ABBA looks back on its first decade. By Stephen Holden

ABBA: The Singles - The First Ten Years – (Atlantic 80036-1-G) sums up the first decade in the career of the Swedish pop quartet that claims to have sold more albums worldwide (well over 100 million) than any group since The Beatles. With 23 songs sequenced chronologically, the two-disk set traces the development of ABBA’s sound from a jingly hard-edged pop toward a grander, texturally more expansive mode of synthesizer pop.

ABBA’s success is attributable above all to its irresistible tunes. Written mostly by the group’s songwriter-producers and instrumentalists Björn Ulvaeus and Benny Andersson, ABBA‘s melodies have the indelible charm of Christmas carols like Jingle Bells. These assertive, happy melodies that practically flaunt their clichéd turns of phrase, are ideally suited to ABBA’s lead singers Agnetha Fältskog and Anni-Frid Lyngstad, both sopranos with clear, light voices and careful diction. Just as ABBA’s songs seem remote from any sense of personal involvement, the women in the group sing from the polite distance of choir-mistresses.

The combination of simplicity and formality in ABBA’s music jibes with the group’s goal of crafting a global pop style that’s a sort of pop music answer to Esperanto. Instead of Swedish, the group has written and re-recorded most of its material in a grammatically correct but non-idiomatic English, using the simplest of vocabularies. Pronounced phonetically, the lyrics become a kind of computer language, made all the more abstract by ABBA’s faraway pose of gleaming angelic cordiality.

The earliest songs on the anthology, Ring, Ring, So Long, Waterloo and I Do, I Do, I Do, I Do, I Do echo American hits from the late 1950s and early 1960s by Pat Boone, Connie Francis and other singers who used rock and roll as the basis of a tinny, bland-sounding American pop. Waterloo, the international hit that launched the group when it won the Eurovision Song Contest in 1974, is their most appealing early song, with its penny marching tune and grand choral vocal arrangement.

As ABBA’s sound grew more spacious, the group’s aural models became more fashionable. The exuberant female choruses and airy textures of such hits as Knowing Me, Knowing You, S.O.S. and The Name Of The Game, look back to the producer Phil Spector’s hits with The Ronettes and The Crystals. The harmonized syllabic incantations of songs like Take A Chance On Me recall such Beach Boys hits as Barbara Ann and Good Vibrations.
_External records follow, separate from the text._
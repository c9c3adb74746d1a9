//! Error types shared by every engine component.
//!
//! Each variant maps onto one of the operational error kinds. [`Error::exit_code`]
//! turns an error into the process exit status used by the CLI.

use rust_decimal::Decimal;
use thiserror::Error;

/// Unified error type for the distribution engine.
#[derive(Debug, Error)]
pub enum Error {
    /// Underlying store failure (`IO_FAULT`)
    #[error("Database error: {0}")]
    Database(#[from] sea_orm::DbErr),

    /// File system failure while writing exports (`IO_FAULT`)
    #[error("I/O error: {0}")]
    Io(#[from] std::io::Error),

    /// Malformed configuration or environment
    #[error("Configuration error: {message}")]
    Config {
        /// What went wrong
        message: String,
    },

    /// No contract survived the eligibility filter (`EMPTY_UNIVERSE`)
    #[error("No eligible contracts for edital {edital_id}, period {period_id}")]
    EmptyUniverse {
        /// Edital of the run
        edital_id: i32,
        /// Period of the run
        period_id: i32,
    },

    /// No agency is left to receive contracts (`ROSTER_INSUFFICIENT`)
    #[error("No receiving agencies for edital {edital_id}, period {period_id}")]
    RosterInsufficient {
        /// Edital of the run
        edital_id: i32,
        /// Period of the run
        period_id: i32,
    },

    /// An exact sum is still off after residue balancing (`SUM_INVARIANT`)
    #[error("Sum invariant violated for {what}: expected {expected}, got {actual}")]
    SumInvariant {
        /// Which quantity was being balanced
        what: String,
        /// Required total
        expected: Decimal,
        /// Total actually obtained
        actual: Decimal,
    },

    /// The calendar has no rows for a requested month (`CALENDAR_MISS`)
    #[error("Calendar has no entries for {year}-{month:02}")]
    CalendarMiss {
        /// Requested year
        year: i32,
        /// Requested month (1-12)
        month: u32,
    },

    /// No budget row for a SISCOR month (`BUDGET_MISS`, logged and substituted by 0)
    #[error("No SISCOR budget for {year}-{month:02}")]
    BudgetMiss {
        /// Requested year
        year: i32,
        /// Requested month (1-12)
        month: u32,
    },

    /// A contract would be distributed twice in one run (`CONTRACT_COLLISION`)
    #[error("Contract {contract_id} already distributed in this run")]
    ContractCollision {
        /// The duplicated contract
        contract_id: i64,
    },

    /// Edital lookup failed
    #[error("Edital {id} not found")]
    EditalNotFound {
        /// Requested edital
        id: i32,
    },

    /// Period lookup failed
    #[error("Period {id} not found in edital {edital_id}")]
    PeriodNotFound {
        /// Requested period
        id: i32,
        /// Edital searched
        edital_id: i32,
    },

    /// The agency cannot take part in the requested operation
    #[error("Agency {agency_id} is not eligible: {reason}")]
    AgencyNotEligible {
        /// Agency in question
        agency_id: i32,
        /// Why it was rejected
        reason: String,
    },

    /// Redistribution needs a prior share snapshot
    #[error("No share snapshot before {before} for edital {edital_id}, period {period_id}")]
    SnapshotMissing {
        /// Edital searched
        edital_id: i32,
        /// Period searched
        period_id: i32,
        /// Snapshot must be strictly older than this date
        before: chrono::NaiveDate,
    },

    /// Criterion code outside the allowed range
    #[error("Invalid criterion code {code}: {reason}")]
    InvalidCriterion {
        /// Offending code
        code: i32,
        /// Allowed range description
        reason: String,
    },
}

impl Error {
    /// Process exit status for this error: 1 empty universe, 2 invariant violated,
    /// 3 I/O or data error.
    #[must_use]
    pub const fn exit_code(&self) -> u8 {
        match self {
            Self::EmptyUniverse { .. } => 1,
            Self::SumInvariant { .. } | Self::ContractCollision { .. } => 2,
            _ => 3,
        }
    }
}

// Convenience `Result` type
pub type Result<T> = std::result::Result<T, Error>;

#[cfg(test)]
mod tests {
    use super::*;

    #[test]
    fn test_exit_codes() {
        let empty = Error::EmptyUniverse {
            edital_id: 1,
            period_id: 2,
        };
        assert_eq!(empty.exit_code(), 1);

        let sum = Error::SumInvariant {
            what: "percent".to_string(),
            expected: Decimal::ONE_HUNDRED,
            actual: Decimal::new(9999, 2),
        };
        assert_eq!(sum.exit_code(), 2);
        assert_eq!(Error::ContractCollision { contract_id: 7 }.exit_code(), 2);
        assert_eq!(Error::CalendarMiss { year: 2025, month: 3 }.exit_code(), 3);
        assert_eq!(
            Error::Database(sea_orm::DbErr::Custom("boom".into())).exit_code(),
            3
        );
    }

    #[test]
    fn test_messages() {
        let err = Error::CalendarMiss { year: 2025, month: 3 };
        assert_eq!(err.to_string(), "Calendar has no entries for 2025-03");
    }
}
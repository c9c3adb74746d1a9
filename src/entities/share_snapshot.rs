//! Share snapshot entity - per-agency saldo devedor and percent at a `dt_ref`.
//!
//! A period has the initial snapshot plus one per mid-period exit.

use sea_orm::entity::prelude::*;
use serde::{Deserialize, Serialize};

/// Share snapshot database model
#[derive(Clone, Debug, PartialEq, Eq, DeriveEntityModel, Serialize, Deserialize)]
#[sea_orm(table_name = "share_snapshots")]
pub struct Model {
    /// Unique identifier
    #[sea_orm(primary_key)]
    pub id: i32,
    /// Date from which the snapshot is in effect
    pub dt_ref: Date,
    /// Edital
    pub edital_id: i32,
    /// Period
    pub period_id: i32,
    /// Agency
    pub agency_id: i32,
    /// Outstanding balance held by the agency
    #[sea_orm(column_type = "Decimal(Some((16, 2)))")]
    pub saldo_devedor: Decimal,
    /// Share percentage
    #[sea_orm(column_type = "Decimal(Some((12, 8)))")]
    pub percent: Decimal,
    /// When the row was created
    pub created_at: DateTime,
    /// When the row was last modified
    pub updated_at: Option<DateTime>,
    /// Soft-delete marker
    pub deleted_at: Option<DateTime>,
}

#[derive(Copy, Clone, Debug, EnumIter, DeriveRelation)]
pub enum Relation {}

impl ActiveModelBehavior for ActiveModel {}
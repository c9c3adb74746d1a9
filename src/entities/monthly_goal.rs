//! Monthly goal entity - SISCOR value and business days per competence.

use sea_orm::entity::prelude::*;
use serde::{Deserialize, Serialize};

/// Monthly goal database model
#[derive(Clone, Debug, PartialEq, Eq, DeriveEntityModel, Serialize, Deserialize)]
#[sea_orm(table_name = "monthly_goals")]
pub struct Model {
    /// Unique identifier
    #[sea_orm(primary_key)]
    pub id: i32,
    /// Projection date
    pub dt_ref: Date,
    /// Edital
    pub edital_id: i32,
    /// Period
    pub period_id: i32,
    /// Competence, `YYYY-MM`
    pub competence: String,
    /// SISCOR budget value for the month
    #[sea_orm(column_type = "Decimal(Some((16, 2)))")]
    pub siscor_value: Decimal,
    /// Business days of the full month
    pub business_days: i32,
    /// Business days of the month inside the period window
    pub period_business_days: i32,
    /// Period meta for the month after the stretch factor
    #[sea_orm(column_type = "Decimal(Some((16, 2)))")]
    pub stretched_value: Decimal,
    /// When the row was created
    pub created_at: DateTime,
    /// When the row was last modified
    pub updated_at: Option<DateTime>,
    /// Soft-delete marker
    pub deleted_at: Option<DateTime>,
}

#[derive(Copy, Clone, Debug, EnumIter, DeriveRelation)]
pub enum Relation {}

impl ActiveModelBehavior for ActiveModel {}
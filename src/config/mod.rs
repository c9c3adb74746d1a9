/// Database configuration and connection management
pub mod database;

/// Engine settings loaded from `cobranca.toml`
pub mod settings;
/// Human-readable summary of a distribution run.
#[must_use]
pub fn format_distribution_report(report: &DistributionReport) -> String {
    let mut out = format!(
        "Distribution edital {} period {} at {}\n",
        report.edital_id, report.period_id, report.dt_ref
    );
    if let Some(last) = report.resumed_after {
        let _ = writeln!(out, "  resumed after phase {last}");
    }
    if let Some(sel) = &report.selection {
        let _ = writeln!(
            out,
            "  selected {} (balance {}), non-distributable {}, suspended {}, excluded carrier {}",
            sel.distributable,
            sel.total_balance,
            sel.non_distributable,
            sel.suspended,
            sel.excluded_carrier
        );
    }
    for p in &report.phases {
        let _ = writeln!(
            out,
            "  phase {} {:<28} {:>8} contracts {:>18}",
            p.phase.number(),
            p.phase.label(),
            p.placed,
            p.balance
        );
    }
    let _ = writeln!(out, "  distributed {}", report.distributed);
    for a in &report.agencies {
        let _ = writeln!(
            out,
            "  agency {:>6} {:>6}% max {:>8} realized {:>8} balance {:>18}",
            a.agency_id, a.percent, a.max_count, a.realized, a.balance
        );
    }
    out
}
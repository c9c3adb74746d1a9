//! Judicial suspension entity - a court order blocking collection of a contract.

use sea_orm::entity::prelude::*;
use serde::{Deserialize, Serialize};

/// Judicial suspension database model
#[derive(Clone, Debug, PartialEq, Eq, DeriveEntityModel, Serialize, Deserialize)]
#[sea_orm(table_name = "judicial_suspensions")]
pub struct Model {
    /// Unique identifier
    #[sea_orm(primary_key)]
    pub id: i32,
    /// Suspended contract
    pub contract_id: i64,
    /// When the row was created
    pub created_at: DateTime,
    /// When the row was last modified
    pub updated_at: Option<DateTime>,
    /// Soft-delete marker; a deleted suspension no longer blocks distribution
    pub deleted_at: Option<DateTime>,
}

#[derive(Copy, Clone, Debug, EnumIter, DeriveRelation)]
pub enum Relation {}

impl ActiveModelBehavior for ActiveModel {}
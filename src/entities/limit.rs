//! Limit entity - per-agency ceiling for one `(edital, period, criterion)`.
//!
//! For every rowset of one criterion, `final_percent` over the active agencies
//! sums to exactly 100.00.

use sea_orm::entity::prelude::*;
use serde::{Deserialize, Serialize};

/// Limit database model
#[derive(Clone, Debug, PartialEq, Eq, DeriveEntityModel, Serialize, Deserialize)]
#[sea_orm(table_name = "distribution_limits")]
pub struct Model {
    /// Unique identifier
    #[sea_orm(primary_key)]
    pub id: i32,
    /// Edital
    pub edital_id: i32,
    /// Period
    pub period_id: i32,
    /// Agency the ceiling applies to
    pub agency_id: i32,
    /// Criterion code (7 for the initial distribution, 8 and up for redistributions)
    pub criterion: i32,
    /// Maximum number of contracts
    pub max_count: i64,
    /// Maximum outstanding balance
    #[sea_orm(column_type = "Decimal(Some((16, 2)))")]
    pub max_value: Decimal,
    /// Share of the distribution, two decimals
    #[sea_orm(column_type = "Decimal(Some((5, 2)))")]
    pub final_percent: Decimal,
    /// Revenue (or prior share) the percentage was computed from
    #[sea_orm(column_type = "Decimal(Some((16, 2)))")]
    pub revenue: Decimal,
    /// Date the ceiling was computed
    pub apuration_date: Date,
    /// When the row was created
    pub created_at: DateTime,
    /// When the row was last modified
    pub updated_at: Option<DateTime>,
    /// Soft-delete marker
    pub deleted_at: Option<DateTime>,
}

#[derive(Copy, Clone, Debug, EnumIter, DeriveRelation)]
pub enum Relation {}

impl ActiveModelBehavior for ActiveModel {}
//! Domain types used throughout the pipeline.
//!
//! This module defines:
//!
//! - the measurement model (`Series`, `PeakSpan`, `ExtractedPeak`)
//! - fit outputs (`LogisticParams`, `FitResult`, `PeakFit`)
//! - run configuration (`SegmentConfig`, `RunConfig`, ...)
//! - on-disk records (`PeakRow`, `SummaryFile`)

pub mod types;

pub use types::*;
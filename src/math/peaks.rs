//! Local maxima, prominences and interpolated widths of a 1-D signal.
//!
//! These are the three primitive passes the segmenter is built on:
//!
//! 1. `local_maxima`: indices strictly above their left neighbour and the first
//!    differing sample to their right (plateaus report their midpoint)
//! 2. `peak_prominences`: height above the higher of the two bounding bases
//! 3. `peak_widths`: horizontal crossing points at `peak - rel_height * prominence`
//!
//! Each pass returns one entry per input peak, in the same order.

/// Prominence of each peak plus the base indices it was measured against.
#[derive(Debug, Clone, Default, PartialEq)]
pub struct Prominences {
    pub prominences: Vec<f64>,
    pub left_bases: Vec<usize>,
    pub right_bases: Vec<usize>,
}

/// Widths and interpolated crossing points of each peak.
#[derive(Debug, Clone, Default, PartialEq)]
pub struct PeakWidths {
    pub widths: Vec<f64>,
    pub width_heights: Vec<f64>,
    pub left_ips: Vec<f64>,
    pub right_ips: Vec<f64>,
}

impl PeakWidths {
    pub fn len(&self) -> usize {
        self.widths.len()
    }

    pub fn is_empty(&self) -> bool {
        self.widths.is_empty()
    }
}

/// Find local maxima. The first and last samples are never reported.
pub fn local_maxima(signal: &[f64]) -> Vec<usize> {
    let mut peaks = Vec::new();
    if signal.len() < 3 {
        return peaks;
    }

    let i_max = signal.len() - 1;
    let mut i = 1;
    while i < i_max {
        if signal[i - 1] < signal[i] {
            let mut i_ahead = i + 1;
            while i_ahead < i_max && signal[i_ahead] == signal[i] {
                i_ahead += 1;
            }
            if signal[i_ahead] < signal[i] {
                let left_edge = i;
                let right_edge = i_ahead - 1;
                peaks.push((left_edge + right_edge) / 2);
                i = i_ahead;
            }
        }
        i += 1;
    }
    peaks
}

/// Compute prominences for `peaks` (indices into `signal`).
///
/// Each base is the minimum of the run of samples no higher than the peak,
/// scanning outwards until a higher sample or the signal edge.
pub fn peak_prominences(signal: &[f64], peaks: &[usize]) -> Prominences {
    let mut out = Prominences {
        prominences: Vec::with_capacity(peaks.len()),
        left_bases: Vec::with_capacity(peaks.len()),
        right_bases: Vec::with_capacity(peaks.len()),
    };

    for &peak in peaks {
        let height = signal[peak];

        let mut left_base = peak;
        let mut left_min = height;
        for (i, &v) in signal[..=peak].iter().enumerate().rev() {
            if v > height {
                break;
            }
            if v < left_min {
                left_min = v;
                left_base = i;
            }
        }

        let mut right_base = peak;
        let mut right_min = height;
        for (i, &v) in signal.iter().enumerate().skip(peak) {
            if v > height {
                break;
            }
            if v < right_min {
                right_min = v;
                right_base = i;
            }
        }

        out.prominences.push(height - left_min.max(right_min));
        out.left_bases.push(left_base);
        out.right_bases.push(right_base);
    }
    out
}

/// Compute widths at `peak - rel_height * prominence` for each peak.
///
/// `prominences` must come from [`peak_prominences`] over the same peaks.
pub fn peak_widths(
    signal: &[f64],
    peaks: &[usize],
    rel_height: f64,
    prominences: &Prominences,
) -> PeakWidths {
    let mut out = PeakWidths {
        widths: Vec::with_capacity(peaks.len()),
        width_heights: Vec::with_capacity(peaks.len()),
        left_ips: Vec::with_capacity(peaks.len()),
        right_ips: Vec::with_capacity(peaks.len()),
    };

    let entries = peaks
        .iter()
        .zip(&prominences.prominences)
        .zip(prominences.left_bases.iter().zip(&prominences.right_bases));

    for ((&peak, &prominence), (&left_base, &right_base)) in entries {
        let height = signal[peak] - prominence * rel_height;

        let mut i = peak;
        while left_base < i && height < signal[i] {
            i -= 1;
        }
        let mut left_ip = i as f64;
        if signal[i] < height {
            left_ip += (height - signal[i]) / (signal[i + 1] - signal[i]);
        }

        let mut i = peak;
        while i < right_base && height < signal[i] {
            i += 1;
        }
        let mut right_ip = i as f64;
        if signal[i] < height {
            right_ip -= (height - signal[i]) / (signal[i - 1] - signal[i]);
        }

        out.widths.push(right_ip - left_ip);
        out.width_heights.push(height);
        out.left_ips.push(left_ip);
        out.right_ips.push(right_ip);
    }
    out
}
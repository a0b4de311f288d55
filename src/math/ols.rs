//! Linear least squares for the damped Gauss-Newton step.
//!
//! Each Levenberg-Marquardt iteration solves
//!
//! ```text
//! minimize ||J δ - r||² + λ ||D δ||²
//! ```
//!
//! which is an ordinary least squares problem on the stacked system
//! `[J; sqrt(λ) D] δ = [r; 0]`. Solving the stacked system via SVD avoids
//! forming `JᵀJ`, whose condition number is the square of `J`'s.

use nalgebra::{DMatrix, DVector};

/// Solve a least squares problem using SVD.
///
/// Returns `None` if the system is too ill-conditioned to solve robustly.
pub fn solve_least_squares(x: &DMatrix<f64>, y: &DVector<f64>) -> Option<DVector<f64>> {
    let svd = x.clone().svd(true, true);

    for &tol in &[1e-12, 1e-10, 1e-8] {
        if let Ok(beta) = svd.solve(y, tol) {
            if beta.iter().all(|v| v.is_finite()) {
                return Some(beta);
            }
        }
    }

    None
}

/// Solve for the damped step `δ` given Jacobian `j`, residuals `r`, column
/// scales `scale` and damping `lambda`.
pub fn solve_damped_step(
    j: &DMatrix<f64>,
    r: &DVector<f64>,
    scale: &DVector<f64>,
    lambda: f64,
) -> Option<DVector<f64>> {
    let (n, p) = j.shape();
    let mut a = DMatrix::<f64>::zeros(n + p, p);
    let mut b = DVector::<f64>::zeros(n + p);

    a.view_mut((0, 0), (n, p)).copy_from(j);
    b.rows_mut(0, n).copy_from(r);

    let sqrt_lambda = lambda.sqrt();
    for k in 0..p {
        a[(n + k, k)] = sqrt_lambda * scale[k];
    }

    solve_least_squares(&a, &b)
}

/// Numerical rank test: `true` when `j` has full column rank.
pub fn has_full_column_rank(j: &DMatrix<f64>) -> bool {
    let (_, p) = j.shape();
    if j.iter().any(|v| !v.is_finite()) {
        return false;
    }
    let sv = j.clone().svd(false, false).singular_values;
    let max = sv.iter().copied().fold(0.0_f64, f64::max);
    if max <= 0.0 {
        return false;
    }
    let tol = max * f64::EPSILON * (j.nrows().max(p) as f64) * 1e3;
    sv.iter().filter(|&&s| s > tol).count() == p
}

#[cfg(test)]
mod tests {
    use super::*;

    #[test]
    fn least_squares_solves_simple_system() {
        // Fit y = 2 + 3x on x = [0,1,2]
        let x = DMatrix::from_row_slice(3, 2, &[1.0, 0.0, 1.0, 1.0, 1.0, 2.0]);
        let y = DVector::from_row_slice(&[2.0, 5.0, 8.0]);

        let beta = solve_least_squares(&x, &y).unwrap();
        assert!((beta[0] - 2.0).abs() < 1e-10);
        assert!((beta[1] - 3.0).abs() < 1e-10);
    }

    #[test]
    fn zero_damping_is_plain_gauss_newton() {
        let j = DMatrix::from_row_slice(3, 2, &[1.0, 0.0, 1.0, 1.0, 1.0, 2.0]);
        let r = DVector::from_row_slice(&[2.0, 5.0, 8.0]);
        let scale = DVector::from_element(2, 1.0);

        let step = solve_damped_step(&j, &r, &scale, 0.0).unwrap();
        assert!((step[0] - 2.0).abs() < 1e-10);
        assert!((step[1] - 3.0).abs() < 1e-10);
    }

    #[test]
    fn damping_shrinks_the_step() {
        let j = DMatrix::from_row_slice(3, 2, &[1.0, 0.0, 1.0, 1.0, 1.0, 2.0]);
        let r = DVector::from_row_slice(&[2.0, 5.0, 8.0]);
        let scale = DVector::from_element(2, 1.0);

        let free = solve_damped_step(&j, &r, &scale, 0.0).unwrap();
        let damped = solve_damped_step(&j, &r, &scale, 100.0).unwrap();
        assert!(damped.norm() < free.norm());
    }

    #[test]
    fn rank_test_flags_dependent_columns() {
        let full = DMatrix::from_row_slice(3, 2, &[1.0, 0.0, 1.0, 1.0, 1.0, 2.0]);
        assert!(has_full_column_rank(&full));

        let dependent = DMatrix::from_row_slice(3, 2, &[1.0, 2.0, 1.0, 2.0, 1.0, 2.0]);
        assert!(!has_full_column_rank(&dependent));

        let zero_column = DMatrix::from_row_slice(3, 2, &[1.0, 0.0, 2.0, 0.0, 3.0, 0.0]);
        assert!(!has_full_column_rank(&zero_column));
    }
}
During the same period that ABBA parodied American rock and roll from the mid-1960s, the group also cultivated specific European markets with songs like Mamma Mia, Chiquitita and Fernando, whose melodies adopted traditional Europeans flavors.

With the singles Dancing Queen and Voulez-Vous, ABBA’s music also incorporated Afro-American inflections, as they bowed to the late 1970s disco craze. Their verses of Dancing Queen features a Bo Diddley riff, while Voulez-Vous uses snappy light funk horn charts. In both songs, the combination of airy dance rhythms and candied studio textures suggests a giant singing merry-go-round.

As the disco craze waned, ABBA’s music once again became more European in feel. With their lavishly harmonized vocals and such florid touches as choirs of mandolins and electric sitar, songs like Super Trouper, I Have A Dream and The Winner Takes It All suggests a massive children’s chorus echoing through the Alps.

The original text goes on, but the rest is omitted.